Do you guys also get those dreams that are so perfect and beautiful you fell like crying for days after you wake up...

Do you guys also get those dreams that are so perfect and beautiful you fell like crying for days after you wake up from them?
I guess I'm asking because I have to vent myself.
As someone who's been pulled down by the chans and mental illnesses (not self-diagnosed, had a psychotherapist) I'm about as cold and emotionless as I can be without being a complete outcast. Few months ago I moved out from my parents to go the uni, haven't made any friends, even my housemates joke about how they see me once a week due to how rarely I go out my room (they don't mean it as an insult, just making an observation).
Last night I had this dream about having a soulmate, and boy it was the best experience of my life so far. The most soul-crusing moment of it all was:
(I'm aware that I'm dreaming, have a bit of experience with lucid dreaming)
It may not sound like much, but that "person" only wanted to make the most of the limited time we had, with no worry of what comes afterwards. Waking up made me understand I'll never be able to find anyone that will care about "us" as much. Ideas like focusing on lucid dreaming and sleeping away my days with "her" have come through my head but I know I can't let myself fall so low. Guys, it's hell. I'm losing hope.
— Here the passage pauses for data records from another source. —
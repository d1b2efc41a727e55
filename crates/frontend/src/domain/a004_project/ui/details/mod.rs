//! Project form modal and the project detail page.
//!
//! - view_model.rs / view.rs: create and edit form of a project
//! - dated_work.rs: fields shared with the work item form
//! - page.rs: `/dashboard/projects/:id` with its tabs
//! - tabs/: overview plus the items, materials and staff tables

mod dated_work;
mod page;
mod tabs;
mod view;
mod view_model;

pub use page::ProjectDetail;
pub use tabs::ProjectTab;
pub use view::ProjectDetails;
pub use view_model::ProjectDetailsViewModel;
use crate::domain::common::patch::merge;
use crate::domain::common::{Patch, Record};
use crate::shared::metadata::{FormErrors, ValidationRules};
use crate::shared::search::{cmp_f64, Searchable, Sortable};
use chrono::NaiveDate;
use serde::{Deserialize, Serialize};
use std::cmp::Ordering;

const PROGRESS_RULES: ValidationRules = ValidationRules::none()
    .range(0.0, 100.0)
    .with_error("Giá trị từ 0-100!");

#[derive(Debug, Clone, Copy, PartialEq, Eq, Default, Serialize, Deserialize)]
#[serde(rename_all = "kebab-case")]
pub enum ProjectStatus {
    #[default]
    Planning,
    InProgress,
    OnHold,
    Completed,
    Cancelled,
}

impl ProjectStatus {
    pub fn as_str(&self) -> &'static str {
        match self {
            ProjectStatus::Planning => "planning",
            ProjectStatus::InProgress => "in-progress",
            ProjectStatus::OnHold => "on-hold",
            ProjectStatus::Completed => "completed",
            ProjectStatus::Cancelled => "cancelled",
        }
    }

    pub fn label(&self) -> &'static str {
        match self {
            ProjectStatus::Planning => "Lên kế hoạch",
            ProjectStatus::InProgress => "Đang thực hiện",
            ProjectStatus::OnHold => "Tạm dừng",
            ProjectStatus::Completed => "Hoàn thành",
            ProjectStatus::Cancelled => "Đã hủy",
        }
    }

    pub fn from_str(s: &str) -> Option<Self> {
        Self::all().into_iter().find(|st| st.as_str() == s)
    }

    pub fn all() -> [ProjectStatus; 5] {
        [
            ProjectStatus::Planning,
            ProjectStatus::InProgress,
            ProjectStatus::OnHold,
            ProjectStatus::Completed,
            ProjectStatus::Cancelled,
        ]
    }
}

/// Day counts of a dated piece of work relative to `today`
#[derive(Debug, Clone, Copy, PartialEq, Eq)]
pub struct Schedule {
    /// Days from start until today, capped at the end date
    pub days_worked: i64,
    /// Days from today until the end date, negative once past it
    pub days_remaining: i64,
    pub total_days: i64,
    pub overdue: bool,
}

impl Schedule {
    pub fn compute(
        start: NaiveDate,
        end: NaiveDate,
        status: ProjectStatus,
        today: NaiveDate,
    ) -> Self {
        let days_remaining = (end - today).num_days();
        Self {
            days_worked: (today.min(end) - start).num_days().max(0),
            days_remaining,
            total_days: (end - start).num_days(),
            overdue: days_remaining < 0 && status != ProjectStatus::Completed,
        }
    }

    /// Days overdue, zero when on time
    pub fn days_overdue(&self) -> i64 {
        if self.overdue {
            -self.days_remaining
        } else {
            0
        }
    }
}

/// Construction project
#[derive(Debug, Clone, PartialEq, Serialize, Deserialize)]
#[serde(rename_all = "camelCase")]
pub struct Project {
    pub id: String,
    pub name: String,
    pub description: String,
    pub status: ProjectStatus,
    pub start_date: NaiveDate,
    pub end_date: NaiveDate,
    /// 0..=100
    pub progress: u8,
    pub assigned_staff: Vec<String>,
}

impl Project {
    pub fn from_dto(id: String, dto: &ProjectDto) -> Self {
        Self {
            id,
            name: dto.name.trim().to_string(),
            description: dto.description.trim().to_string(),
            status: dto.status,
            start_date: dto.start_date.unwrap_or_default(),
            end_date: dto.end_date.unwrap_or_default(),
            progress: dto.progress.min(100),
            assigned_staff: Vec::new(),
        }
    }

    pub fn to_dto(&self) -> ProjectDto {
        ProjectDto {
            name: self.name.clone(),
            description: self.description.clone(),
            status: self.status,
            start_date: Some(self.start_date),
            end_date: Some(self.end_date),
            progress: self.progress,
        }
    }

    pub fn schedule(&self, today: NaiveDate) -> Schedule {
        Schedule::compute(self.start_date, self.end_date, self.status, today)
    }

    pub fn is_overdue(&self, today: NaiveDate) -> bool {
        self.schedule(today).overdue
    }

    /// Negative once the end date has passed
    pub fn days_remaining(&self, today: NaiveDate) -> i64 {
        self.schedule(today).days_remaining
    }

    pub fn is_active(&self) -> bool {
        matches!(self.status, ProjectStatus::Planning | ProjectStatus::InProgress)
    }
}

impl Record for Project {
    fn id(&self) -> &str {
        &self.id
    }

    fn display_name(&self) -> &str {
        &self.name
    }

    fn record_index() -> &'static str {
        "a004"
    }

    fn collection_name() -> &'static str {
        "project"
    }

    fn element_name() -> &'static str {
        "Dự án"
    }

    fn list_name() -> &'static str {
        "Quản lý dự án"
    }
}

impl Searchable for Project {
    fn search_fields() -> &'static [&'static str] {
        &["name", "description"]
    }

    fn get_field_value(&self, field: &str) -> Option<String> {
        match field {
            "name" => Some(self.name.clone()),
            "description" => Some(self.description.clone()),
            "status" => Some(self.status.label().to_string()),
            "start_date" => Some(self.start_date.to_string()),
            "end_date" => Some(self.end_date.to_string()),
            "progress" => Some(self.progress.to_string()),
            _ => None,
        }
    }
}

impl Sortable for Project {
    fn compare_by_field(&self, other: &Self, field: &str) -> Ordering {
        match field {
            "start_date" => self.start_date.cmp(&other.start_date),
            "end_date" => self.end_date.cmp(&other.end_date),
            "progress" => cmp_f64(self.progress as f64, other.progress as f64),
            "status" => (self.status as u8).cmp(&(other.status as u8)),
            _ => self
                .get_field_value(field)
                .unwrap_or_default()
                .to_lowercase()
                .cmp(&other.get_field_value(field).unwrap_or_default().to_lowercase()),
        }
    }
}

/// Checks shared by projects and project items
pub(crate) fn validate_dated_work(
    errors: &mut FormErrors,
    start: Option<NaiveDate>,
    end: Option<NaiveDate>,
    progress: u8,
) {
    if start.is_none() {
        errors.add("start_date", "Vui lòng chọn ngày bắt đầu!");
    }
    match (start, end) {
        (_, None) => errors.add("end_date", "Vui lòng chọn ngày kết thúc!"),
        (Some(s), Some(e)) if e < s => {
            errors.add("end_date", "Ngày kết thúc phải sau ngày bắt đầu!")
        }
        _ => {}
    }
    errors.check("progress", PROGRESS_RULES.validate_number(progress as f64, "Tiến độ"));
}

#[derive(Debug, Clone, PartialEq, Default, Serialize, Deserialize)]
#[serde(rename_all = "camelCase")]
pub struct ProjectDto {
    pub name: String,
    pub description: String,
    pub status: ProjectStatus,
    pub start_date: Option<NaiveDate>,
    pub end_date: Option<NaiveDate>,
    pub progress: u8,
}

impl ProjectDto {
    pub fn validate(&self) -> Result<(), FormErrors> {
        let mut errors = FormErrors::new();
        errors.check(
            "name",
            ValidationRules::required()
                .with_error("Vui lòng nhập tên dự án!")
                .validate_string(&self.name, "Tên dự án"),
        );
        validate_dated_work(&mut errors, self.start_date, self.end_date, self.progress);
        errors.into_result()
    }

    pub fn to_patch(&self) -> ProjectPatch {
        ProjectPatch {
            name: Some(self.name.trim().to_string()),
            description: Some(self.description.trim().to_string()),
            status: Some(self.status),
            start_date: self.start_date,
            end_date: self.end_date,
            progress: Some(self.progress.min(100)),
            assigned_staff: None,
        }
    }
}

#[derive(Debug, Clone, PartialEq, Default, Serialize, Deserialize)]
#[serde(rename_all = "camelCase")]
pub struct ProjectPatch {
    pub name: Option<String>,
    pub description: Option<String>,
    pub status: Option<ProjectStatus>,
    pub start_date: Option<NaiveDate>,
    pub end_date: Option<NaiveDate>,
    pub progress: Option<u8>,
    pub assigned_staff: Option<Vec<String>>,
}

impl Patch for ProjectPatch {
    type Target = Project;

    fn apply(&self, target: &Project) -> Project {
        Project {
            id: target.id.clone(),
            name: merge(&self.name, &target.name),
            description: merge(&self.description, &target.description),
            status: merge(&self.status, &target.status),
            start_date: merge(&self.start_date, &target.start_date),
            end_date: merge(&self.end_date, &target.end_date),
            progress: merge(&self.progress, &target.progress),
            assigned_staff: merge(&self.assigned_staff, &target.assigned_staff),
        }
    }

    fn is_empty(&self) -> bool {
        self == &Self::default()
    }
}

#[cfg(test)]
mod tests {
    use super::*;

    fn d(y: i32, m: u32, day: u32) -> NaiveDate {
        NaiveDate::from_ymd_opt(y, m, day).unwrap()
    }

    fn project(status: ProjectStatus) -> Project {
        Project {
            id: "p1".into(),
            name: "Nhà xưởng".into(),
            description: String::new(),
            status,
            start_date: d(2025, 1, 1),
            end_date: d(2025, 1, 31),
            progress: 40,
            assigned_staff: vec!["s1".into()],
        }
    }

    #[test]
    fn test_schedule_in_progress() {
        let s = project(ProjectStatus::InProgress).schedule(d(2025, 1, 11));
        assert_eq!(s.days_worked, 10);
        assert_eq!(s.days_remaining, 20);
        assert_eq!(s.total_days, 30);
        assert!(!s.overdue);
    }

    #[test]
    fn test_overdue_unless_completed() {
        let late = d(2025, 2, 5);
        let s = project(ProjectStatus::InProgress).schedule(late);
        assert!(s.overdue);
        assert_eq!(s.days_overdue(), 5);
        assert_eq!(project(ProjectStatus::InProgress).days_remaining(late), -5);
        assert_eq!(s.days_worked, 30);
        assert!(!project(ProjectStatus::Completed).is_overdue(late));
        // end date itself is not overdue
        assert!(!project(ProjectStatus::OnHold).is_overdue(d(2025, 1, 31)));
    }

    #[test]
    fn test_validate_dates_and_progress() {
        let dto = ProjectDto {
            name: "A".into(),
            start_date: Some(d(2025, 3, 1)),
            end_date: Some(d(2025, 2, 1)),
            progress: 120,
            ..Default::default()
        };
        let errors = dto.validate().unwrap_err();
        assert_eq!(errors.get("end_date"), Some("Ngày kết thúc phải sau ngày bắt đầu!"));
        assert_eq!(errors.get("progress"), Some("Giá trị từ 0-100!"));

        let missing = ProjectDto::default().validate().unwrap_err();
        assert!(missing.get("name").is_some());
        assert!(missing.get("start_date").is_some());
        assert!(missing.get("end_date").is_some());
    }

    #[test]
    fn test_patch_keeps_staff() {
        let p = project(ProjectStatus::Planning);
        let mut dto = p.to_dto();
        dto.status = ProjectStatus::InProgress;
        let next = dto.to_patch().apply(&p);
        assert_eq!(next.status, ProjectStatus::InProgress);
        assert_eq!(next.assigned_staff, p.assigned_staff);
        assert_eq!(serde_json::to_value(ProjectStatus::OnHold).unwrap(), "on-hold");
    }
}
A general Feels/Vent/Romantic music thread I guess?

Yes and it's wonderful. So rare, but when it happens you realize you are capable of feeling that way. 100% exquisite

Take it for what it's worth. Some people may go through entire life without experiencing that at all; whether in a dream or awake. If you want to feel sad, pity those poor souls.

All my dreams have been lucid since I was a kid.
I'm sad that dreams can't "happen" to me. The closest to dreaming is when I'm forced into a concept and it feels more like a museum or a haunted hause where I'm observing the dream.
The way I used to do it was say to myself right before falling asleep what I wanted to dream about. That way I could decide the setting/world.
I don't remember my dreams anymore.

Same here. Less dreaming as I got older. Take 5-10mg of melatonin before bed if you want to bring back vivid dreaming. It restores your melatonin to child levels.

., caution , there are traitor indians amungst the natives , that is to reiterate for the technological inclined that native dream catchers wielded by indians are soul catchers and that extends to other spiritual healing items , the indians are sealing souls away in material items which is wrong to do , but water cleanses the souls along with pray , be very cautious , and be peaceful virtuous as guided from Θε Δελτα-Διφινιτυ , The Divine Infinite Unity , The Difinity , Θε Δελτα-Διφινιτυ , ανΔ ΘανΧσ βε φορ ανυ ψεαχεφυλ φιρτυουσ ψροτεχτιον το Θε Δελτα-Διφινιτυ , ΘανΧσ Δελτα-Διφινιτυ φορ ανυ ψροτεχτιον θατ ισ αλσο ψεαχεφυλ φιρτυουσ , αγαιν ανΔ αγαιν , ΘανΧσ Δελτα-Διφινιτυ ,.

Yes, it is wonderful, so far I had 4 dreams like this throughout my life. The problem I have is that they are just so good it hurts…


I see, I'm nearly 20 and started to enjoy episodes of lucid dreaming for the past 2 years, they started as I've read into them and was curing my depression. The problem is I've noticed that I also suffer from chronic nightmares. They usually consist of inevitable death and me trying to get away from it. It takes on all different shapes but the basic principle stays the same - it will get to me given enough time. The most extreme ones were when I was about 6, there was a room in which my granddad (which I don't even know, never met one, they all died before i was born) was sleeping in an armchair. There was a demon that flooded the room slowly until it wall fully flooded and my grandpa drowned because I couldn't wake him up. My turn was next. Prolonged nightmares like this really scarred my mind. Most of my dreams are nightmares but on the positive note because of those extreme ones back in the days they aren't really scary anymore. Just tiring. I guess that's why the good ones are so good, because the jump from terrible to godlike is much bigger than from average to godlike.

I wish I could lucid dream. I have a few times, and when I become aware that I am dreaming is when I begin to wake up. So I only have a brief moment to control the dream before it's over.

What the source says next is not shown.